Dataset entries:
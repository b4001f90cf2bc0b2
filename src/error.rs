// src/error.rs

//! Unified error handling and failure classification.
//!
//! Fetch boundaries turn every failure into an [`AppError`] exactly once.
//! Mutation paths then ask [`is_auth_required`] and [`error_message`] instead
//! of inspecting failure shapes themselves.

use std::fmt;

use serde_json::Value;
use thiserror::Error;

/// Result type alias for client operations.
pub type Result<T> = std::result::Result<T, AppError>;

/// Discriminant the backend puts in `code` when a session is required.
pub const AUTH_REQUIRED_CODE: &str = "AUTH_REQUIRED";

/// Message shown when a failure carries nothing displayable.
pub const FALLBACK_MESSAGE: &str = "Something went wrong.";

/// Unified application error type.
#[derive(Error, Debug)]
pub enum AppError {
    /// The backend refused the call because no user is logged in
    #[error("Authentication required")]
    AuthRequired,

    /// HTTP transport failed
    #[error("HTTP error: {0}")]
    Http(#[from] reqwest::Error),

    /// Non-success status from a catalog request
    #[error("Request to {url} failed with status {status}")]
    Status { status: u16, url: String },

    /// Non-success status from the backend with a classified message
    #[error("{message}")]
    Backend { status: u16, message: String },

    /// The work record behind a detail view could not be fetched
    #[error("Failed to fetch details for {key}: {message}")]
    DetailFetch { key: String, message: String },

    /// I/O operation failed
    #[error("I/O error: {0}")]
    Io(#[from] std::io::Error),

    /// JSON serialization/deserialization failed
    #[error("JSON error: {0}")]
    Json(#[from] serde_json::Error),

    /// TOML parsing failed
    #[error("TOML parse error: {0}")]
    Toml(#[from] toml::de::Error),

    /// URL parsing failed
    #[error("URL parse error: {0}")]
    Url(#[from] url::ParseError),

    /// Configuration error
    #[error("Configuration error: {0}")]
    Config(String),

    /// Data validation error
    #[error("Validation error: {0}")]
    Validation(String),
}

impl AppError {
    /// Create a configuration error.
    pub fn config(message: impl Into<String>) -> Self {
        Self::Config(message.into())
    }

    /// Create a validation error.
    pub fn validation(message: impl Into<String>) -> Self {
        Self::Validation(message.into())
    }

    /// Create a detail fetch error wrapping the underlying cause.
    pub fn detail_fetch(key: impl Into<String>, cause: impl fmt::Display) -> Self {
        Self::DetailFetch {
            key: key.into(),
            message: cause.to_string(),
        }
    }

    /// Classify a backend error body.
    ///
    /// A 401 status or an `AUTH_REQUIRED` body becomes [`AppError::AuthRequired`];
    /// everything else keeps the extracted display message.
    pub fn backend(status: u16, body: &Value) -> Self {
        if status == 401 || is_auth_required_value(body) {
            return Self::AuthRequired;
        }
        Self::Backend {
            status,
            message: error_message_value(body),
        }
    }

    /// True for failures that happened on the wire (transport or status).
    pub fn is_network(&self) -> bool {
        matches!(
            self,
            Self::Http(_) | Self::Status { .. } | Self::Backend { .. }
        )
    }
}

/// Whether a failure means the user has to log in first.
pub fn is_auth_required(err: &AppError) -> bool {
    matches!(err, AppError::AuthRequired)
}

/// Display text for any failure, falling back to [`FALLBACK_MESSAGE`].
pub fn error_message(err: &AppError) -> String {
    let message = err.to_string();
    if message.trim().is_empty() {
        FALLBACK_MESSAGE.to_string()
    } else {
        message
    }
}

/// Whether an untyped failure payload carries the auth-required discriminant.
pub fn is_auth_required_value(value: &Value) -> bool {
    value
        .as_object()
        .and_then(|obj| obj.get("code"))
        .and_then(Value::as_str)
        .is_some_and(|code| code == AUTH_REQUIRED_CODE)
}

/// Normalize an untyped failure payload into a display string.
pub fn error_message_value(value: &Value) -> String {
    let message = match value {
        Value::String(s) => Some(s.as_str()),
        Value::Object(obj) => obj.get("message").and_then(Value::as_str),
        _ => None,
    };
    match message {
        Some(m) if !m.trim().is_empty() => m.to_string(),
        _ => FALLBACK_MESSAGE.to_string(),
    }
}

**EXERCISE AIM:**
In the records above, find the lines holding "when". Copy each one.

**REPLY:**
/// Discriminant the backend puts in `code` when a session is required.
/// Message shown when a failure carries nothing displayable.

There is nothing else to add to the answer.